Vieram à tona na última semana os prejuízos astronômicos causados ao Fluminense pelo ex-presidente Pedro Abad e seu diretor de futebol, Marcelo Teixeira, com a demissão, via WhatsApp, de oito jogadores do elenco, Diego Cavalieri e Henrique à frente, no final de 2017. Uma ação que foi apresentada à época como uma medida de economia para o clube, acabou, pelo descumprimento de acordos firmados, transformando-se em uma dívida trabalhista impagável, hoje estimada em torno de R$ 26 milhões, e que já levou à penhora das cotas de direitos de transmissão pagas pela TV Globo e das receitas dos escassos patrocínios que o clube ainda ostenta na camisa.
Muito se tem comentado sobre as disparidades entre o Flamengo e os rivais cariocas, dentro e fora das quatro linhas. Enquanto o Rubro-Negro surfa em uma onda de estabilidade, investindo cada vez mais alto, Fluminense, Botafogo e Vasco naufragam num pântano de dívidas e turbulências políticas e administrativas. Há quem defenda que, em nome da competitividade regional, o Flamengo deveria ajudar, inclusive financeiramente, os "coirmãos do Rio", como forma de garantir assim sua própria sobrevivência esportiva.

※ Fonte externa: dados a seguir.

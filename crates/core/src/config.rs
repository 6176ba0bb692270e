//! Core runtime configuration.
//!
//! This module defines configuration that should be resolved once at process startup and then
//! passed into core services. The intent is to avoid reading process-wide environment variables
//! during request handling, which can lead to inconsistent behaviour in multi-threaded runtimes
//! and test harnesses.

use crate::constants::{DEFAULT_DATABASE_URL, DEFAULT_DB_MAX_CONNECTIONS};
use crate::{HmsError, HmsResult};

/// Argon2 work factors used when hashing new passwords.
///
/// Verification always uses the parameters embedded in the stored hash, so changing these only
/// affects passwords hashed afterwards.
#[derive(Clone, Copy, Debug, PartialEq, Eq)]
pub struct PasswordCost {
    pub memory_kib: u32,
    pub iterations: u32,
}

impl PasswordCost {
    /// The argon2 crate's recommended parameters.
    pub const RECOMMENDED: PasswordCost = PasswordCost {
        memory_kib: argon2::Params::DEFAULT_M_COST,
        iterations: argon2::Params::DEFAULT_T_COST,
    };

    /// Cheapest parameters argon2 accepts. Only suitable for tests.
    pub const MINIMAL: PasswordCost = PasswordCost {
        memory_kib: argon2::Params::MIN_M_COST,
        iterations: argon2::Params::MIN_T_COST,
    };
}

impl Default for PasswordCost {
    fn default() -> Self {
        Self::RECOMMENDED
    }
}

/// Core configuration resolved at startup.
#[derive(Clone, Debug)]
pub struct CoreConfig {
    database_url: String,
    max_connections: u32,
    password_cost: PasswordCost,
}

impl CoreConfig {
    /// Create a new `CoreConfig`.
    ///
    /// # Errors
    ///
    /// Returns `HmsError::Validation` if the database URL is empty, the pool size is zero, or the
    /// argon2 parameters are outside the range the algorithm accepts.
    pub fn new(
        database_url: String,
        max_connections: u32,
        password_cost: PasswordCost,
    ) -> HmsResult<Self> {
        if database_url.trim().is_empty() {
            return Err(HmsError::Validation("database_url cannot be empty".into()));
        }
        if max_connections == 0 {
            return Err(HmsError::Validation(
                "max_connections must be at least 1".into(),
            ));
        }
        argon2::Params::new(
            password_cost.memory_kib,
            password_cost.iterations,
            argon2::Params::DEFAULT_P_COST,
            None,
        )
        .map_err(|e| HmsError::Validation(format!("invalid argon2 parameters: {e}")))?;

        Ok(Self {
            database_url,
            max_connections,
            password_cost,
        })
    }

    /// Configuration for an isolated in-memory database with cheap password hashing.
    pub fn in_memory() -> Self {
        Self {
            database_url: "sqlite::memory:".into(),
            max_connections: 1,
            password_cost: PasswordCost::MINIMAL,
        }
    }

    pub fn database_url(&self) -> &str {
        &self.database_url
    }

    pub fn max_connections(&self) -> u32 {
        self.max_connections
    }

    pub fn password_cost(&self) -> PasswordCost {
        self.password_cost
    }
}

fn non_blank(value: Option<String>) -> Option<String> {
    value
        .map(|v| v.trim().to_string())
        .filter(|v| !v.is_empty())
}

/// Resolve the database URL from an optional string value.
///
/// If `value` is `None` or empty/whitespace, returns [`DEFAULT_DATABASE_URL`].
pub fn database_url_from_env_value(value: Option<String>) -> String {
    non_blank(value).unwrap_or_else(|| DEFAULT_DATABASE_URL.to_string())
}

/// Parse the pool size from an optional string value.
///
/// If `value` is `None` or empty/whitespace, returns [`DEFAULT_DB_MAX_CONNECTIONS`].
pub fn max_connections_from_env_value(value: Option<String>) -> HmsResult<u32> {
    match non_blank(value) {
        None => Ok(DEFAULT_DB_MAX_CONNECTIONS),
        Some(v) => v.parse::<u32>().map_err(|_| {
            HmsError::Validation(format!("HMS_DB_MAX_CONNECTIONS is not a number: {v}"))
        }),
    }
}

/// Parse argon2 cost overrides from optional string values.
///
/// Missing values fall back to [`PasswordCost::RECOMMENDED`] field by field.
pub fn password_cost_from_env_values(
    memory_kib: Option<String>,
    iterations: Option<String>,
) -> HmsResult<PasswordCost> {
    fn parse(name: &str, value: Option<String>, default: u32) -> HmsResult<u32> {
        match non_blank(value) {
            None => Ok(default),
            Some(v) => v
                .parse::<u32>()
                .map_err(|_| HmsError::Validation(format!("{name} is not a number: {v}"))),
        }
    }

    Ok(PasswordCost {
        memory_kib: parse(
            "HMS_ARGON2_MEMORY_KIB",
            memory_kib,
            PasswordCost::RECOMMENDED.memory_kib,
        )?,
        iterations: parse(
            "HMS_ARGON2_ITERATIONS",
            iterations,
            PasswordCost::RECOMMENDED.iterations,
        )?,
    })
}

/// Build a `CoreConfig` from the process environment.
///
/// Intended to be called once from a binary's `main`.
pub fn core_config_from_env() -> HmsResult<CoreConfig> {
    let database_url = database_url_from_env_value(std::env::var("DATABASE_URL").ok());
    let max_connections =
        max_connections_from_env_value(std::env::var("HMS_DB_MAX_CONNECTIONS").ok())?;
    let password_cost = password_cost_from_env_values(
        std::env::var("HMS_ARGON2_MEMORY_KIB").ok(),
        std::env::var("HMS_ARGON2_ITERATIONS").ok(),
    )?;
    CoreConfig::new(database_url, max_connections, password_cost)
}

#[cfg(test)]
mod tests {
    use super::*;

    #[test]
    fn database_url_defaults_when_blank() {
        assert_eq!(database_url_from_env_value(None), DEFAULT_DATABASE_URL);
        assert_eq!(
            database_url_from_env_value(Some("   ".into())),
            DEFAULT_DATABASE_URL
        );
        assert_eq!(
            database_url_from_env_value(Some(" sqlite://x.db ".into())),
            "sqlite://x.db"
        );
    }

    #[test]
    fn max_connections_rejects_garbage() {
        assert_eq!(max_connections_from_env_value(None).unwrap(), 5);
        assert_eq!(max_connections_from_env_value(Some("8".into())).unwrap(), 8);
        assert!(matches!(
            max_connections_from_env_value(Some("eight".into())),
            Err(HmsError::Validation(_))
        ));
    }

    #[test]
    fn password_cost_falls_back_per_field() {
        let cost = password_cost_from_env_values(Some("4096".into()), None)
            .expect("valid overrides should parse");
        assert_eq!(cost.memory_kib, 4096);
        assert_eq!(cost.iterations, PasswordCost::RECOMMENDED.iterations);
    }

    #[test]
    fn new_rejects_invalid_values() {
        assert!(CoreConfig::new("".into(), 1, PasswordCost::MINIMAL).is_err());
        assert!(CoreConfig::new("sqlite::memory:".into(), 0, PasswordCost::MINIMAL).is_err());
        let too_cheap = PasswordCost {
            memory_kib: 1,
            iterations: 1,
        };
        assert!(CoreConfig::new("sqlite::memory:".into(), 1, too_cheap).is_err());
    }
}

Uma balela.
Em primeiro lugar, sejamos objetivos, para que o Flamengo precisa de adversários regionais? Para disputar um falido campeonato estadual? Para jogar clássicos sem nenhuma atratividade e com públicos irrisórios, vexatórios, como ocorreu repetidamente no Carioca desse ano? Não. Definitivamente, o Flamengo – e isso pode se aplicar a tricolores, vascaínos e alvinegros, apesar de tudo – já não precisa mais de um campeonato estadual. Como não precisam os paulistas, os mineiros, os gaúchos, os paranaenses. O jogo, agora, tem de ser jogado é nacionalmente, com o fortalecimento do Brasileirão e da Copa do Brasil e o estímulo às rivalidades além dos limites de cada estado.
A ajuda que o Flamengo podia dar aos outros "grandes" do Rio já foi dada, na forma de um exemplo, um bom exemplo a ser seguido. Um exemplo de responsabilidade fiscal, de equacionamento das contas, de construção de um regime de governança equilibrado, que reduz a influência de grupelhos políticos internos, do amadorismo e, principalmente, do descaso de maus dirigentes com o dinheiro e o patrimônio do clube. É perfeito, um modelo ideal? Obviamente que não. Mas é, indubitavelmente, um avanço para os padrões tupiniquins.
O que se vê do outro lado, em contrapartida, é uma mixórdia. O caso do Fluminense e seu novo rombo não é único, é apenas a mais recente das mazelas que se tem notícia no futebol carioca. O Vasco, além das dificuldades financeiras de sempre, não consegue se libertar, continua a viver o clima de eleições, mesmo um ano e meio meses depois do pleito, deixando amarrado o presidente Alexandre Campello, sempre obrigado a equilibra-se no fio da navalha de sucessivas tentativas de afastamento. Já o Botafogo, no último estudo realizado pelo banco Itaú BBA aparece com a pior situação entre os clubes brasileiros, com uma dívida de R$ 672 milhões e receitas em queda, numa situação que o faz caminhar à insolvência.
Tanto Pedro Abad quanto Marcelo Teixeira já não estão mais no comando do Fluminense. Mas sua gestão temerária continua impune. E certamente assim ficará. Mesmo porque, essa é a ordem vigente no futebol brasileiro. O que não fariam em suas próprias empresas, os cartolas não hesitam em fazer quando chegam ao poder nos clubes. É a lei do “dinheiro não é meu”. Mas já há na legislação formas de se punir individualmente essa gente, inclusive com a imobilização do patrimônio pessoal, dirão os mais otimistas. É uma meia verdade, ganha um doce quem apontar quando e onde isso aconteceu de fato.
Não foram poucas, nos últimos anos, as tentativas de mudar esse cenário. Projetos tramitaram no Congresso propondo a obrigatoriedade ou criando atrativos para a transformação dos clubes em sociedades empresariais. Essa seria, por exemplo, uma contrapartida do Profut, o programa de renegociação das dívidas fiscais e previdenciárias, ainda em vigor, mas que foi derrubada à última hora pela chamada bancada da bola. Agora o tema pode voltar à baila pelas mãos do botafoguense presidente da Câmara, Rodrigo Maia. Em que pese a prioridade que exigem as reformas estruturais do país, o futebol é um tema que não pode ser esquecido. Urge rapidez na tentativa de corrigir seus rumos, de uma vez por todas.